Hastig streckte der beide Arme danach aus, den heftigen Schmerz in den hierbei gezerrten Füßen, an den gequetschten Knöcheln nicht achtend: Triumph! Es reichte gerade! Mit den äußersten Fingerspitzen wenigstens konnte er den Stiel der Axt berühren, langsam näher rücken, nun ihn mit den Fingern packen und an sich heranreißen. Da hinkte ein Sklave des Ausonius, von einem Pfeil verwundet, langsamer heran. »Oh der gute Herr! Ausonius! Er ist gefallen! Er ist tot!«

»Tot?« rief ihn Herculanus an, »gewiß tot?«

Aber der Flüchtling hatte ihn nicht gehört oder nicht hören wollen, – er war schon weiter, hatte Davus erreicht, »Hilf mir!« jammerte dieser. »Laß mich nicht hier verbrennen – oder in der Barbaren Hand fallen!« »Elender Mörder!« war die einzige Antwort, – schon war der Flüchtling um die Ecke gebogen.

Einstweilen hatte Herculanus mit beiden Händen die scharfe Axt gepackt und, sich nach unten bückend, mit aller Kraft Streiche geführt gegen den Eichenklotz, da, wo er, drei Schuh breit, seine beiden Füße auseinander hielt, in der Mitte der beiden, von oben nach unten eingebohrten Löcher. Endlich sprang der Eichblock auseinander: dadurch waren die beiden eingebohrten Löcher zerschlagen: die beiden Ketten, welche die Füße an die beiden Hälften gebunden hatten, zerhieben zwei weitere Axthiebe: der Gefangene war frei! –

Aber nur mit Mühe und mit heftigen Schmerzen konnte er die Beine bewegen, die durch das Sitzen während so vieler Stunden steif geworden und durch den Druck um die Knöchel angeschwollen waren.
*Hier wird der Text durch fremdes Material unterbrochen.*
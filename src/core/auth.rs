use crate::core::context::AppContext;
use crate::core::telemetry::Outcome;
use crate::core::token::is_token_expired;
use crate::errors::{AppError, AppResult};
use crate::models::user::Session;
use chrono::Utc;
use regex::Regex;

pub const MIN_PASSWORD_LEN: usize = 6;

/// Accepts `123.456.789-01` or eleven plain digits; returns the digits.
pub fn normalize_cpf(input: &str) -> AppResult<String> {
    let input = input.trim();
    if input.is_empty() {
        return Err(AppError::InvalidCredentials("CPF is required.".into()));
    }
    let masked = Regex::new(r"^\d{3}\.\d{3}\.\d{3}-\d{2}$").map_err(|e| AppError::Other(e.to_string()))?;
    let plain = Regex::new(r"^\d{11}$").map_err(|e| AppError::Other(e.to_string()))?;
    if !masked.is_match(input) && !plain.is_match(input) {
        return Err(AppError::InvalidCredentials("Invalid CPF format.".into()));
    }
    Ok(input.chars().filter(|c| c.is_ascii_digit()).collect())
}

pub fn check_password(password: &str) -> AppResult<()> {
    if password.is_empty() {
        return Err(AppError::InvalidCredentials("Password is required.".into()));
    }
    if password.chars().count() < MIN_PASSWORD_LEN {
        return Err(AppError::InvalidCredentials(format!(
            "Password must have at least {} characters.",
            MIN_PASSWORD_LEN
        )));
    }
    Ok(())
}

pub struct AuthLogic;

impl AuthLogic {
    pub fn login(ctx: &AppContext, cpf: &str, password: &str) -> AppResult<Session> {
        let cpf = normalize_cpf(cpf)?;
        check_password(password)?;

        let api = ctx.api();
        let result = api.login(&cpf, password).and_then(|s| {
            if is_token_expired(&s.token, Utc::now()) {
                Err(AppError::BadResponse(
                    "the server issued an already expired token".into(),
                ))
            } else {
                Ok(s)
            }
        });

        let tele = ctx.telemetry(&api);
        match &result {
            Ok(s) => {
                ctx.session.save(s)?;
                // the token is fresh now, so the event can be authenticated
                let authed = ctx.authed_api(s);
                ctx.telemetry(&authed).emit(
                    Some(&s.user),
                    "/login",
                    "POST",
                    "login",
                    Outcome::Success,
                    "Logged in",
                );
            }
            Err(e) => tele.emit(
                None,
                "/login",
                "POST",
                "login",
                Outcome::Failure,
                &e.to_string(),
            ),
        }
        result
    }

    /// Returns whether there was a session to drop.
    pub fn logout(ctx: &AppContext) -> AppResult<bool> {
        let session = ctx.session.load()?;
        if let Some(s) = &session {
            let api = ctx.authed_api(s);
            ctx.telemetry(&api).emit(
                Some(&s.user),
                "/logout",
                "POST",
                "logout",
                Outcome::Success,
                "Logged out",
            );
        }
        ctx.session.clear()?;
        Ok(session.is_some())
    }
}

#[cfg(test)]
mod tests {
    use super::*;

    #[test]
    fn cpf_masks_are_stripped() {
        assert_eq!(normalize_cpf("123.456.789-01").unwrap(), "12345678901");
        assert_eq!(normalize_cpf(" 12345678901 ").unwrap(), "12345678901");
    }

    #[test]
    fn malformed_cpf_is_rejected() {
        for bad in ["", "123.456.789", "1234567890", "123-456-789.01", "abc.def.ghi-jk"] {
            assert!(normalize_cpf(bad).is_err(), "accepted {bad:?}");
        }
    }

    #[test]
    fn short_password_is_rejected() {
        assert!(check_password("").is_err());
        assert!(check_password("12345").is_err());
        assert!(check_password("123456").is_ok());
    }
}
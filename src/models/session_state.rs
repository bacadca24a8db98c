use serde::Serialize;
use std::fmt;

/// Where the employee is in the work-day workflow.
#[derive(Debug, Clone, Copy, PartialEq, Eq, Serialize)]
#[serde(rename_all = "SCREAMING_SNAKE_CASE")]
pub enum Phase {
    NotStarted,
    Working,
    OnLunch,
    LunchDoneWorking,
    Finished,
}

impl Phase {
    pub fn as_str(&self) -> &'static str {
        match self {
            Phase::NotStarted => "not started",
            Phase::Working => "working",
            Phase::OnLunch => "on lunch",
            Phase::LunchDoneWorking => "back from lunch",
            Phase::Finished => "finished",
        }
    }
}

impl fmt::Display for Phase {
    fn fmt(&self, f: &mut fmt::Formatter<'_>) -> fmt::Result {
        f.write_str(self.as_str())
    }
}

/// Derived stopwatch state for the current day.
#[derive(Debug, Clone, Copy, PartialEq, Eq, Serialize)]
pub struct SessionState {
    pub elapsed_seconds: u64,
    pub timer_running: bool,
    pub phase: Phase,
}

impl SessionState {
    pub fn idle(phase: Phase) -> Self {
        Self {
            elapsed_seconds: 0,
            timer_running: false,
            phase,
        }
    }
}
//! Best-effort telemetry: every action outcome goes to the internal log
//! table and, when enabled, to the server's `/log-event` route.
//! Nothing here can fail the caller.

use crate::api::ApiClient;
use crate::api::types::LogEvent;
use crate::db::log::ttlog;
use crate::db::pool::DbPool;
use crate::models::user::UserProfile;

pub struct Telemetry<'a> {
    pool: &'a DbPool,
    api: Option<&'a ApiClient>,
    device: &'a str,
}

/// Outcome of the action being reported.
#[derive(Debug, Clone, Copy, PartialEq, Eq)]
pub enum Outcome {
    Success,
    Failure,
}

impl Outcome {
    pub fn as_str(&self) -> &'static str {
        match self {
            Outcome::Success => "success",
            Outcome::Failure => "error",
        }
    }
}

impl<'a> Telemetry<'a> {
    pub fn new(pool: &'a DbPool, api: Option<&'a ApiClient>, device: &'a str) -> Self {
        Self { pool, api, device }
    }

    pub fn build_event(
        &self,
        user: Option<&UserProfile>,
        route: &str,
        method: &str,
        action: &str,
        outcome: Outcome,
        message: &str,
    ) -> LogEvent {
        LogEvent {
            user_id: user.map(|u| u.id.clone()),
            user_name: user.map(|u| u.name.clone()),
            company_id: user.and_then(|u| u.company_id.clone()),
            company_name: user.and_then(|u| u.company_name.clone()),
            route: route.to_string(),
            method: method.to_string(),
            action: action.to_string(),
            status: outcome.as_str().to_string(),
            message: message.to_string(),
            device: self.device.to_string(),
        }
    }

    pub fn emit(
        &self,
        user: Option<&UserProfile>,
        route: &str,
        method: &str,
        action: &str,
        outcome: Outcome,
        message: &str,
    ) {
        let target = user.map(|u| u.id.as_str()).unwrap_or("");
        if let Err(e) = ttlog(&self.pool.conn, action, target, message) {
            log::warn!("failed to write internal log: {}", e);
        }

        if let Some(api) = self.api {
            let event = self.build_event(user, route, method, action, outcome, message);
            if let Err(e) = api.log_event(&event) {
                log::warn!("telemetry for '{}' not delivered: {}", action, e);
            }
        }
    }
}
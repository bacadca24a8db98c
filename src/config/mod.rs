use crate::errors::{AppError, AppResult};
use crate::models::location::Coordinates;
use chrono_tz::Tz;
use serde::{Deserialize, Serialize};
use std::env;
use std::fs;
use std::io::Write;
use std::path::{Path, PathBuf};
use std::time::Duration;

#[derive(Debug, Clone, Serialize, Deserialize)]
pub struct Config {
    #[serde(default = "default_database")]
    pub database: String,
    #[serde(default = "default_api_base_url")]
    pub api_base_url: String,
    #[serde(default = "default_timeout_ms")]
    pub timeout_ms: u64,
    #[serde(default = "default_timezone")]
    pub timezone: String,
    #[serde(default = "default_device_name")]
    pub device_name: String,
    #[serde(default = "default_true")]
    pub telemetry: bool,
    #[serde(default = "default_true")]
    pub require_location: bool,
    #[serde(default)]
    pub location: Option<Coordinates>,
}

fn default_database() -> String {
    Config::database_file().to_string_lossy().to_string()
}
fn default_api_base_url() -> String {
    "http://localhost:3000/".to_string()
}
fn default_timeout_ms() -> u64 {
    2000
}
fn default_timezone() -> String {
    "America/Sao_Paulo".to_string()
}
fn default_device_name() -> String {
    let host = env::var("HOSTNAME")
        .or_else(|_| env::var("COMPUTERNAME"))
        .unwrap_or_default();
    if host.trim().is_empty() {
        "Unknown device".to_string()
    } else {
        host
    }
}
fn default_true() -> bool {
    true
}

impl Default for Config {
    fn default() -> Self {
        Self {
            database: default_database(),
            api_base_url: default_api_base_url(),
            timeout_ms: default_timeout_ms(),
            timezone: default_timezone(),
            device_name: default_device_name(),
            telemetry: true,
            require_location: true,
            location: None,
        }
    }
}

impl Config {
    /// Return the standard configuration directory depending on the platform
    pub fn config_dir() -> PathBuf {
        if cfg!(target_os = "windows") {
            let appdata = env::var("APPDATA").unwrap_or_else(|_| ".".to_string());
            PathBuf::from(appdata).join("rtimeclock")
        } else {
            let home = env::var("HOME").unwrap_or_else(|_| ".".to_string());
            PathBuf::from(home).join(".rtimeclock")
        }
    }

    /// Return the full path of the config file
    pub fn config_file() -> PathBuf {
        Self::config_dir().join("rtimeclock.conf")
    }

    /// Return the full path of the local SQLite store
    pub fn database_file() -> PathBuf {
        Self::config_dir().join("rtimeclock.sqlite")
    }

    /// Load configuration from file, or return defaults if not found
    pub fn load() -> AppResult<Self> {
        Self::load_from(&Self::config_file())
    }

    pub fn load_from(path: &Path) -> AppResult<Self> {
        if !path.exists() {
            return Ok(Config::default());
        }
        let content = fs::read_to_string(path).map_err(|_| AppError::ConfigLoad)?;
        let cfg: Config = serde_yaml::from_str(&content)?;
        cfg.validate()?;
        Ok(cfg)
    }

    /// Fail early on values that would otherwise break every request.
    pub fn validate(&self) -> AppResult<()> {
        self.tz()?;
        if self.api_base_url.trim().is_empty() {
            return Err(AppError::Config("api_base_url must not be empty".into()));
        }
        if self.timeout_ms == 0 {
            return Err(AppError::Config("timeout_ms must be greater than 0".into()));
        }
        Ok(())
    }

    pub fn tz(&self) -> AppResult<Tz> {
        self.timezone
            .parse::<Tz>()
            .map_err(|_| AppError::InvalidTimezone(self.timezone.clone()))
    }

    pub fn timeout(&self) -> Duration {
        Duration::from_millis(self.timeout_ms)
    }

    /// Initialize configuration and local store files
    pub fn init_all(custom_db: Option<String>, is_test: bool) -> AppResult<Self> {
        let dir = Self::config_dir();
        fs::create_dir_all(&dir)?;

        let db_path = if let Some(name) = custom_db {
            let p = Path::new(&name);
            if p.is_absolute() {
                p.to_path_buf()
            } else {
                dir.join(p)
            }
        } else {
            Self::database_file()
        };

        let config = Config {
            database: db_path.to_string_lossy().to_string(),
            ..Config::default()
        };

        if !is_test {
            let yaml = serde_yaml::to_string(&config)?;
            let mut file = fs::File::create(Self::config_file())?;
            file.write_all(yaml.as_bytes())?;
            println!("✅ Config file: {:?}", Self::config_file());
        }

        Ok(config)
    }
}
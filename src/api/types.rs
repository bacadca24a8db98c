//! Request and response bodies of the time-tracking API.

use crate::models::location::Coordinates;
use crate::models::user::UserProfile;
use serde::{Deserialize, Serialize};

#[derive(Debug, Serialize)]
pub struct LoginRequest<'a> {
    pub cpf: &'a str,
    pub password: &'a str,
}

#[derive(Debug, Default, Deserialize)]
pub struct LoginResponse {
    #[serde(default)]
    pub token: Option<String>,
    #[serde(default)]
    pub user: Option<UserProfile>,
}

/// Body of every clock action. Clock-in identifies the employee, the other
/// actions the open record.
#[derive(Debug, Serialize)]
#[serde(rename_all = "camelCase")]
pub struct ClockRequest<'a> {
    #[serde(skip_serializing_if = "Option::is_none")]
    pub employee_id: Option<&'a str>,
    #[serde(skip_serializing_if = "Option::is_none")]
    pub record_id: Option<&'a str>,
    #[serde(skip_serializing_if = "Option::is_none")]
    pub latitude: Option<f64>,
    #[serde(skip_serializing_if = "Option::is_none")]
    pub longitude: Option<f64>,
}

impl<'a> ClockRequest<'a> {
    pub fn for_employee(employee_id: &'a str, coords: Option<Coordinates>) -> Self {
        Self {
            employee_id: Some(employee_id),
            record_id: None,
            latitude: coords.map(|c| c.latitude),
            longitude: coords.map(|c| c.longitude),
        }
    }

    pub fn for_record(record_id: &'a str, coords: Option<Coordinates>) -> Self {
        Self {
            employee_id: None,
            record_id: Some(record_id),
            latitude: coords.map(|c| c.latitude),
            longitude: coords.map(|c| c.longitude),
        }
    }
}

#[derive(Debug, Default, Deserialize)]
pub struct ClockResponse {
    #[serde(rename = "_id", alias = "id", default)]
    pub id: Option<String>,
}

/// Error body the server sends with non-2xx answers.
#[derive(Debug, Default, Deserialize)]
pub struct ErrorBody {
    #[serde(default)]
    pub error: Option<String>,
    #[serde(default)]
    pub message: Option<String>,
}

impl ErrorBody {
    pub fn parse(body: &str) -> Option<String> {
        let eb: ErrorBody = serde_json::from_str(body).ok()?;
        eb.error
            .or(eb.message)
            .filter(|m| !m.trim().is_empty())
    }
}

/// Best-effort client telemetry sent to `/log-event`.
#[derive(Debug, Clone, Serialize)]
#[serde(rename_all = "camelCase")]
pub struct LogEvent {
    pub user_id: Option<String>,
    pub user_name: Option<String>,
    pub company_id: Option<String>,
    pub company_name: Option<String>,
    pub route: String,
    pub method: String,
    pub action: String,
    pub status: String,
    pub message: String,
    pub device: String,
}
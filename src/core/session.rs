//! Single access point to the persisted session.
//!
//! Token, user profile, the in-progress record id and the logout reason all
//! live in the key-value store; nothing else reads those keys directly.

use crate::core::token::is_token_expired;
use crate::db::kv::KvStore;
use crate::db::log::ttlog;
use crate::errors::{AppError, AppResult};
use crate::models::user::Session;
use chrono::Utc;

pub const KEY_USER_DATA: &str = "userData";
pub const KEY_RECORD_ID: &str = "recordId";
pub const KEY_LOGOUT_REASON: &str = "logoutReason";

/// Why the local session was dropped; shown once on the next run.
#[derive(Debug, Clone, Copy, PartialEq, Eq)]
pub enum LogoutReason {
    Expired,
    Unauthorized,
}

impl LogoutReason {
    pub fn as_str(&self) -> &'static str {
        match self {
            LogoutReason::Expired => "expired",
            LogoutReason::Unauthorized => "unauthorized",
        }
    }

    pub fn parse(s: &str) -> Option<Self> {
        match s {
            "expired" => Some(LogoutReason::Expired),
            "unauthorized" => Some(LogoutReason::Unauthorized),
            _ => None,
        }
    }

    pub fn notice(&self) -> &'static str {
        match self {
            LogoutReason::Expired => "Your session expired. Please log in again.",
            LogoutReason::Unauthorized => {
                "The server rejected your session. Please log in again."
            }
        }
    }
}

pub struct SessionManager {
    store: KvStore,
}

impl SessionManager {
    pub fn new(store: KvStore) -> Self {
        Self { store }
    }

    pub fn store(&self) -> &KvStore {
        &self.store
    }

    /// Stored session, if any. A corrupt blob is treated as no session.
    pub fn load(&self) -> AppResult<Option<Session>> {
        let Some(raw) = self.store.get(KEY_USER_DATA)? else {
            return Ok(None);
        };
        match serde_json::from_str::<Session>(&raw) {
            Ok(s) => Ok(Some(s)),
            Err(e) => {
                log::warn!("discarding unreadable session data: {}", e);
                self.store.remove(KEY_USER_DATA)?;
                Ok(None)
            }
        }
    }

    /// Persist a fresh login. Any leftover day state from a previous user
    /// is dropped.
    pub fn save(&self, session: &Session) -> AppResult<()> {
        let blob = serde_json::to_string(session)?;
        self.store.set(KEY_USER_DATA, &blob)?;
        self.store.remove(KEY_RECORD_ID)?;
        Ok(())
    }

    /// Plain logout: wipe everything.
    pub fn clear(&self) -> AppResult<()> {
        self.store.clear()
    }

    /// Valid session or an error. Expired tokens force a logout; the
    /// returned error is the notice, so no reason is kept for the next run.
    pub fn require(&self) -> AppResult<Session> {
        let session = self.load()?.ok_or(AppError::NotLoggedIn)?;
        if is_token_expired(&session.token, Utc::now()) {
            self.drop_session(LogoutReason::Expired, false)?;
            return Err(AppError::SessionExpired);
        }
        Ok(session)
    }

    /// Drop the session and remember why, for a notice on the next run.
    pub fn force_logout(&self, reason: LogoutReason) -> AppResult<()> {
        self.drop_session(reason, true)
    }

    fn drop_session(&self, reason: LogoutReason, remember: bool) -> AppResult<()> {
        self.store.clear()?;
        if remember {
            self.store.set(KEY_LOGOUT_REASON, reason.as_str())?;
        }
        if let Err(e) = ttlog(
            &self.store.pool().conn,
            "logout",
            reason.as_str(),
            "Local session cleared",
        ) {
            log::warn!("failed to write internal log: {}", e);
        }
        Ok(())
    }

    /// One-time read of the logout reason.
    pub fn take_logout_reason(&self) -> AppResult<Option<LogoutReason>> {
        let raw = self.store.get(KEY_LOGOUT_REASON)?;
        if raw.is_some() {
            self.store.remove(KEY_LOGOUT_REASON)?;
        }
        Ok(raw.as_deref().and_then(LogoutReason::parse))
    }

    pub fn record_id(&self) -> AppResult<Option<String>> {
        self.store.get(KEY_RECORD_ID)
    }

    pub fn set_record_id(&self, id: &str) -> AppResult<()> {
        self.store.set(KEY_RECORD_ID, id)
    }

    pub fn clear_record_id(&self) -> AppResult<()> {
        self.store.remove(KEY_RECORD_ID)
    }
}
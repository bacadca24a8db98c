//! SQLite connection wrapper (lightweight for CLI usage).

use crate::db::initialize::init_db;
use crate::errors::AppResult;
use rusqlite::Connection;
use std::fs;
use std::path::Path;

pub struct DbPool {
    pub conn: Connection,
}

impl DbPool {
    pub fn new(path: &str) -> rusqlite::Result<Self> {
        let conn = Connection::open(Path::new(path))?;
        Ok(Self { conn })
    }

    /// Open the store and make sure the schema is current.
    pub fn open(path: &str) -> AppResult<Self> {
        if let Some(parent) = Path::new(path).parent()
            && !parent.as_os_str().is_empty()
        {
            fs::create_dir_all(parent)?;
        }
        let pool = Self::new(path)?;
        init_db(&pool.conn)?;
        Ok(pool)
    }

    /// Scratch store, used by tests.
    pub fn in_memory() -> AppResult<Self> {
        let conn = Connection::open_in_memory()?;
        init_db(&conn)?;
        Ok(Self { conn })
    }
}
pub mod location;
pub mod record;
pub mod report;
pub mod session_state;
pub mod user;
pub mod workday;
Doch der Drang, zu leben, die Hoffnung auf Rettung überwand die Pein: er schritt – anfangs noch ganz langsam – auf Davus zu, der ihm mit Neid zugesehen. »Hilf auch mir heraus, – du – du allein hast mich hierher gebracht.« »Ja, Verräter, ich will dir heraus helfen,« lachte der andere grimmig. Er schlug ihm das Beil in den Schädel und lief nun rascher – bei jedem Schritte wurden seine Füße gelenker – gegen das Westende der Querstraße zu: denn näher und näher drang von Osten her der Lärm.

Hierher reichte noch der Brand des Lagers nicht: er schlüpfte in ein Zelt und verbarg sich: hatte er doch seine Landsleute fast ebenso wie die Barbaren zu scheuen: hier fand er einen kurzen Dolch, wie ihn die Thraker führten: er steckte ihn zu sich, und legte die langstielige, schwere Axt weg, die ihn bei dem versuchten Laufen gehindert hatte. –

»Ausonius tot! Vielleicht alle tot, die um jenen Vorgang wußten!« Von diesem Gedanken kam er nicht los, während er vorsichtig zwischen zwei Falten des Zeltes herauslugte, zu beobachten, ob nicht bald Römer und Barbaren ihm den Weg aus dem Lager frei gäben.